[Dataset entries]
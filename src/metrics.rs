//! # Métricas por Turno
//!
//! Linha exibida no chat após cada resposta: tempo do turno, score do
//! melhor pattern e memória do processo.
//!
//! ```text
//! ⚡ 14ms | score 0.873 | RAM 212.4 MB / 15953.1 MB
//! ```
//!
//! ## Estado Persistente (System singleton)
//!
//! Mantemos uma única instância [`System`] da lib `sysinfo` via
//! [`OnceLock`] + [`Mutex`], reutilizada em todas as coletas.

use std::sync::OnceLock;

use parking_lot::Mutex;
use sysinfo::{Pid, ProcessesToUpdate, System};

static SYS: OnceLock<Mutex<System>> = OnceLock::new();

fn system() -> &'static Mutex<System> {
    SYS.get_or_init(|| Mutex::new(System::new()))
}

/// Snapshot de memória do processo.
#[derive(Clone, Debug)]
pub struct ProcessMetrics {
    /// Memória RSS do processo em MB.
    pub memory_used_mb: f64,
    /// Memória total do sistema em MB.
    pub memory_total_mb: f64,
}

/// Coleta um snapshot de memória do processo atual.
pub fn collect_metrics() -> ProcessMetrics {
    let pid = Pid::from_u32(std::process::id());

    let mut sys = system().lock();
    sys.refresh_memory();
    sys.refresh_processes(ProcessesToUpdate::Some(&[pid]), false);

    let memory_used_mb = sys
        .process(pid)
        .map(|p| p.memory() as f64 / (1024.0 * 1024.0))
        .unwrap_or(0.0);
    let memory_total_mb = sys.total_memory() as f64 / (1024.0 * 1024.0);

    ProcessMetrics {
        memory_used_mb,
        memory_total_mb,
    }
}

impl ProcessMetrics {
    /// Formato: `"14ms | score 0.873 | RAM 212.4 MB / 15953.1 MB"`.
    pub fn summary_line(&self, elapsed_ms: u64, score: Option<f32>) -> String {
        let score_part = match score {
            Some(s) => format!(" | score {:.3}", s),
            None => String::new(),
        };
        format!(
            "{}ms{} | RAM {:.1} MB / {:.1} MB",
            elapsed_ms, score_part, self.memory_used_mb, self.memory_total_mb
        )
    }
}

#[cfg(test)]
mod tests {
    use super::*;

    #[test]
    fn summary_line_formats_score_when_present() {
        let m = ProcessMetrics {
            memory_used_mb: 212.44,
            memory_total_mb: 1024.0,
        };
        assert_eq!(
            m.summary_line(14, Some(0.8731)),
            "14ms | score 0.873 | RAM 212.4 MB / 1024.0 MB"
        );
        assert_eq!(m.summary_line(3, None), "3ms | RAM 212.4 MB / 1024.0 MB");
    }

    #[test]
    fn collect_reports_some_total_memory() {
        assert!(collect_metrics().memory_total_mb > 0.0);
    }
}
---
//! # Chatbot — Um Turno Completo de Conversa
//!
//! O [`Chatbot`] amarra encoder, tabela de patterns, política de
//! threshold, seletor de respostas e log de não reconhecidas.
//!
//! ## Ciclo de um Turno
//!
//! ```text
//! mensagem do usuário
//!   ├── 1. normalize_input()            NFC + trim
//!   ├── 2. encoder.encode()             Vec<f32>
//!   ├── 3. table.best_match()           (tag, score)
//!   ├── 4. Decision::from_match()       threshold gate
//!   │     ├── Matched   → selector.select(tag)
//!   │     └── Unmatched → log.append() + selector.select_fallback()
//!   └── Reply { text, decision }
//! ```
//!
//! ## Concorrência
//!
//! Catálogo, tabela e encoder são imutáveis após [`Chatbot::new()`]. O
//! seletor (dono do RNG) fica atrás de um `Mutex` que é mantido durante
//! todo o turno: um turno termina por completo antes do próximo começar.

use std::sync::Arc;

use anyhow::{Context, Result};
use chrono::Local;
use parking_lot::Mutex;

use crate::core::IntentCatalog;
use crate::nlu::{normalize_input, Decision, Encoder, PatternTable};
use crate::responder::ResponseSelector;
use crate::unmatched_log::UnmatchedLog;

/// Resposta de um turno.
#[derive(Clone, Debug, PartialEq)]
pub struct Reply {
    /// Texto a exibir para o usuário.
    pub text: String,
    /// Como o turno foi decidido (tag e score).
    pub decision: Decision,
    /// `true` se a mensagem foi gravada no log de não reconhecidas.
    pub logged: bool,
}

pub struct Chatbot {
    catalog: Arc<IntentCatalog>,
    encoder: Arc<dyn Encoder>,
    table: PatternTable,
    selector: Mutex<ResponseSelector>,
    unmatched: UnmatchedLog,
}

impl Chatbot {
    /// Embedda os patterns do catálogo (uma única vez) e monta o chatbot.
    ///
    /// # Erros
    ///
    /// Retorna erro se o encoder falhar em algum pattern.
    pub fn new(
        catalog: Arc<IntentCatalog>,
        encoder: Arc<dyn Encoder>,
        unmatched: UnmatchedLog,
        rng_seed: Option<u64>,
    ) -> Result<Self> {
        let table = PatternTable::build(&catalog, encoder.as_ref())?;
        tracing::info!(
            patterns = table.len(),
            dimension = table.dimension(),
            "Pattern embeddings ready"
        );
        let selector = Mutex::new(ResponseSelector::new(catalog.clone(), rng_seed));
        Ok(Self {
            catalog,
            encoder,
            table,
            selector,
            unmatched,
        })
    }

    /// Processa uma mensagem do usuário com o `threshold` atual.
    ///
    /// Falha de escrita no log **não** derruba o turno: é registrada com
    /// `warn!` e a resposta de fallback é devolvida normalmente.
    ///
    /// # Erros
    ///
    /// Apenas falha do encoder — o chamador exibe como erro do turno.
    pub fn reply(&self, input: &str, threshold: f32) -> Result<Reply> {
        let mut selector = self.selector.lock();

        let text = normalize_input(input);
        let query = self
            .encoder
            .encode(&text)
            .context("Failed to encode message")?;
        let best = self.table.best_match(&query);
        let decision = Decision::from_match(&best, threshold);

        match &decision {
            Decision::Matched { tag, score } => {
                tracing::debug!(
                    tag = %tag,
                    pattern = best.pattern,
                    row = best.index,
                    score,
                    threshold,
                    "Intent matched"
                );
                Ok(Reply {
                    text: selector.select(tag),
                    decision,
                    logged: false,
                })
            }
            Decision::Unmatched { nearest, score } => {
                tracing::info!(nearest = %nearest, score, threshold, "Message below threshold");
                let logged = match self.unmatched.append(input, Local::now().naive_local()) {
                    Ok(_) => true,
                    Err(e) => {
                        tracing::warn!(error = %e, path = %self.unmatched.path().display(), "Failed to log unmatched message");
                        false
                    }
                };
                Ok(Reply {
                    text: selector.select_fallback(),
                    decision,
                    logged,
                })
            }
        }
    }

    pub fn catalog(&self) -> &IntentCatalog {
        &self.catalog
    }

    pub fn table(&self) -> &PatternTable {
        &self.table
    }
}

▶ Your objective: Among the lines above, tally those containing the string "usuário" and give only the result.

▶ Output for this task: 3